Cuando llegaba se identificaba… “Soy Kiko, el amigo de Juan Pulía”. De allí viene el apellido y yo lo heredé por extensión.

—¿Hay entonces en tu familia una hay tradición musical?

—Cierto. Fíjate que mi otra abuela, compositora natural, es la autora del aguinaldo La capilla está abierta… esa que dice “La capilla está abierta de noche y de día, entonemos todo el Ave María…”, eso es de ella y la tradición se conserva en Sarría con el Conjunto María y José. Todos los años se arma el parrandón en esa urbanización. A mí me incorporaron por ese entonces. Y bueno, en mi casa siempre ha habido música. Los Pacheco se la pasaban allí porque eran muy amigos de mi papá. Él era el bajista de La Magnífica de Elio Pacheco y también trabajó con Los Pacheco y su Candela. Yo andaba entre tambores, congas y timbales y era difícil que no me gustara.

—¿O sea que eres pianista de “guataca”. Lo tuyo es oído?.

—Exacto. Con mi piano me estudiaba a Lino Frías, porque me gustaba la música de La SonoraMatancera. Oía los discos y le daba hasta que sacaba la canción. Mi papá se percató de ello y por eso no lo pensó dos veces y me inscribió en la escuela de música.

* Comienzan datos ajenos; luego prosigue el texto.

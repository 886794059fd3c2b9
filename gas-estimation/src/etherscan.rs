//! Etherscan gas tracker `GasPriceEstimating` implementation.
//! Api documentation at https://docs.etherscan.io/api-endpoints/gas-tracker .

use super::{GasPriceEstimating, Transport};
use anyhow::{anyhow, Context, Result};
use serde::Deserialize;
use serde_with::rust::display_fromstr;
use url::Url;

pub const DEFAULT_API_URL: &str = "https://api.etherscan.io/api";

/// Gas prices in Gwei as reported by the gas oracle. Etherscan transmits them
/// as decimal strings.
#[derive(Debug, Deserialize)]
#[serde(rename_all = "PascalCase")]
pub struct GasPrices {
    #[serde(with = "display_fromstr")]
    pub safe_gas_price: f64,
    #[serde(with = "display_fromstr")]
    pub propose_gas_price: f64,
    #[serde(with = "display_fromstr")]
    pub fast_gas_price: f64,
}

#[derive(Debug, Deserialize)]
struct Response {
    status: String,
    message: String,
    result: ResponseResult,
}

// On failure Etherscan replaces the result object with a plain message, for
// example "Invalid API Key".
#[derive(Debug, Deserialize)]
#[serde(untagged)]
enum ResponseResult {
    Prices(GasPrices),
    Error(String),
}

impl Response {
    fn into_result(self) -> Result<GasPrices> {
        match (self.status.as_str(), self.result) {
            ("1", ResponseResult::Prices(prices)) => Ok(prices),
            (_, ResponseResult::Error(reason)) => Err(anyhow!(
                "Etherscan API error '{}': {}",
                self.message,
                reason
            )),
            (status, _) => Err(anyhow!(
                "Etherscan API returned status {}: {}",
                status,
                self.message
            )),
        }
    }
}

/// Retrieve gas prices from the Etherscan gas oracle.
#[derive(Debug)]
pub struct EtherscanGasOracle<T> {
    transport: T,
    url: Url,
}

impl<T: Transport> EtherscanGasOracle<T> {
    pub fn new(transport: T, base_url: &str, api_key: Option<&str>) -> Result<Self> {
        let mut url: Url = base_url
            .parse()
            .with_context(|| format!("failed to parse url {}", base_url))?;
        {
            let mut query = url.query_pairs_mut();
            query
                .append_pair("module", "gastracker")
                .append_pair("action", "gasoracle");
            if let Some(api_key) = api_key {
                query.append_pair("apikey", api_key);
            }
        }
        Ok(Self { transport, url })
    }

    /// Retrieves the current gas prices from the gas oracle.
    pub async fn gas_prices(&self) -> Result<GasPrices> {
        self.transport
            .get_json::<Response>(self.url.as_str())
            .await
            .context("failed to get gas oracle response from Etherscan")?
            .into_result()
    }
}

#[async_trait::async_trait]
impl<T: Transport> GasPriceEstimating for EtherscanGasOracle<T> {
    async fn estimate(&self) -> Result<f64> {
        let prices = self.gas_prices().await?;
        log::debug!("Etherscan gas prices: {:?}", prices);
        Ok(prices.fast_gas_price)
    }
}

#[cfg(test)]
mod tests {
    use super::super::tests::{FakeTransport, FutureWaitExt as _, TestTransport};
    use super::*;
    use assert_approx_eq::assert_approx_eq;

    const OK_RESPONSE: &str = r#"
    {
        "status": "1",
        "message": "OK",
        "result": {
            "LastBlock": "19633296",
            "SafeGasPrice": "12",
            "ProposeGasPrice": "13.5",
            "FastGasPrice": "30",
            "suggestBaseFee": "11.626587093",
            "gasUsedRatio": "0.4979,0.5217,0.4155"
        }
    }"#;

    #[test]
    fn deserialize() {
        let response = serde_json::from_str::<Response>(OK_RESPONSE).unwrap();
        let prices = response.into_result().unwrap();
        assert_approx_eq!(prices.safe_gas_price, 12.0);
        assert_approx_eq!(prices.propose_gas_price, 13.5);
        assert_approx_eq!(prices.fast_gas_price, 30.0);
    }

    #[test]
    fn api_error_message_is_an_error() {
        let json = r#"{"status":"0","message":"NOTOK","result":"Invalid API Key"}"#;
        let response = serde_json::from_str::<Response>(json).unwrap();
        let err = response.into_result().unwrap_err();
        assert!(err.to_string().contains("Invalid API Key"));
    }

    #[test]
    fn malformed_price_fails_to_parse() {
        let json = r#"
        {
            "status": "1",
            "message": "OK",
            "result": {"SafeGasPrice": "low", "ProposeGasPrice": "1", "FastGasPrice": "2"}
        }"#;
        assert!(serde_json::from_str::<Response>(json).is_err());
    }

    #[test]
    fn estimate_uses_fast_gas_price() {
        let oracle = EtherscanGasOracle::new(FakeTransport::new(OK_RESPONSE), DEFAULT_API_URL, None)
            .unwrap();
        assert_approx_eq!(oracle.estimate().wait().unwrap(), 30.0);
    }

    #[test]
    fn request_selects_gas_oracle_action() {
        let oracle = EtherscanGasOracle::new(
            FakeTransport::new(OK_RESPONSE),
            "https://api.example.com/api",
            Some("KEY"),
        )
        .unwrap();
        oracle.estimate().wait().unwrap();
        assert_eq!(
            *oracle.transport.requests.lock().unwrap(),
            vec!["https://api.example.com/api?module=gastracker&action=gasoracle&apikey=KEY"]
        );
    }

    #[test]
    fn invalid_base_url_is_rejected() {
        assert!(EtherscanGasOracle::new(FakeTransport::new(OK_RESPONSE), "not a url", None).is_err());
    }

    // cargo test -p gas-estimation etherscan -- --ignored --nocapture
    #[test]
    #[ignore]
    fn real_request() {
        let oracle = EtherscanGasOracle::new(TestTransport::default(), DEFAULT_API_URL, None).unwrap();
        let response = oracle.gas_prices().wait();
        println!("{:?}", response);
    }
}
//! Module responsible for retrieving the USD exchange rate of the native
//! token.

mod coingecko;

pub use self::coingecko::{CoinGeckoClient, DEFAULT_BASE_URL, DEFAULT_COIN, DEFAULT_CURRENCY};
use anyhow::Result;

#[cfg_attr(test, mockall::automock)]
#[async_trait::async_trait]
pub trait ExchangeRateFetching: Send + Sync {
    /// Retrieves the price of one unit of the native token in the quote
    /// currency.
    async fn exchange_rate(&self) -> Result<f64>;
}
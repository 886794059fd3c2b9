use slog::{o, Drain, Logger, OwnedKVList, Record};
use slog_async::Async;
use slog_envlogger::LogBuilder;
use slog_scope::GlobalLoggerGuard;
use slog_term::{Decorator, TermDecorator};

/// The channel size for async logging.
const BUFFER_SIZE: usize = 256;

/// Initialize logging for the estimator. Records sent through the `log`
/// facade by the library crates end up in the returned logger as well.
///
/// The rendered savings report is written to stdout, so every record goes to
/// stderr regardless of its level.
pub fn init(filter: impl AsRef<str>) -> (Logger, GlobalLoggerGuard) {
    let format = StderrFormatter::new(TermDecorator::new().stderr().build()).fuse();
    let drain = Async::new(LogBuilder::new(format).parse(filter.as_ref()).build())
        .chan_size(BUFFER_SIZE)
        .build();
    let logger = Logger::root(drain.fuse(), o!());

    let guard = slog_scope::set_global_logger(logger.clone());
    if let Err(err) = slog_stdlog::init() {
        slog::warn!(logger, "log facade already initialized: {}", err);
    }

    (logger, guard)
}

/// Writes one line per record: UTC timestamp, short level, module and message.
pub struct StderrFormatter<D> {
    decorator: D,
}

impl<D> StderrFormatter<D> {
    fn new(decorator: D) -> Self {
        Self { decorator }
    }
}

impl<D: Decorator> Drain for StderrFormatter<D> {
    type Ok = ();
    type Err = std::io::Error;

    fn log(&self, record: &Record, values: &OwnedKVList) -> Result<Self::Ok, Self::Err> {
        self.decorator.with_record(record, values, |mut decorator| {
            decorator.start_timestamp()?;
            slog_term::timestamp_utc(&mut decorator)?;

            decorator.start_whitespace()?;
            write!(decorator, " ")?;

            decorator.start_level()?;
            write!(decorator, "{}", record.level().as_short_str())?;

            decorator.start_whitespace()?;
            write!(decorator, " ")?;

            write!(decorator, "[{}]", record.module())?;

            decorator.start_whitespace()?;
            write!(decorator, " ")?;

            decorator.start_msg()?;
            writeln!(decorator, "{}", record.msg())?;
            decorator.flush()
        })
    }
}
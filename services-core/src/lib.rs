// Mockall triggers this warning for every mocked trait. This is fixed in Mockall master but not
// released.
#![cfg_attr(test, allow(clippy::unused_unit))]

pub mod http;
pub mod inputs;
pub mod logging;
pub mod metrics;
pub mod models;
pub mod oracle;
pub mod price_estimation;
pub mod savings;
pub mod scenario;
pub mod transport;
pub mod util;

Comenta nuestro entrevistado que de allí pasó a tocar con agrupaciones gaiteras, como Venezuela en Gaita, Los Chucurruley y Los Caracuchos de Joseíto.

“Es allí donde me conecto con La Dimensión Latina, todavía estaba vivo “Chuíto”, hasta tengo una foto que me tomé con él, porque para ese entonces él era Jefe Civil en el Litoral y no le sobraba tiempo para bailes y yo era quien lo sustituía.

PULIENDO LOS PROYECTOS

Nuestro personaje de esta semana sigue estudiando y “matando tigres”. Llegó fin de año y lo de él son las gaitas…

“Tengo un eslogan: ‘Toco gaita y le pongo sabor; con los primeros que me llamen voy’, jejeje…”

—Por allí se dice también que te estás batiendo una de rockero.

—Pues sí. Acabo de grabar con Jorge Spiteri. Una producción bastante interesante y parece que en Londres estamos bien pegados. Creo que nos vamos de gira para Aruba.

El sello Discomoda le montó una orquesta a Juan Pulía y grabó una producción. En los actuales momentos el pianista de San José de los Altos anda en una de composiciones y arreglos, porque prepara, para estrenarlo el próximo año, su segunda producción musical, un nuevo CD.

En esas anda. Su misión en la vida es divertirse y hacer que los demás estén alegres. ¡Saravá!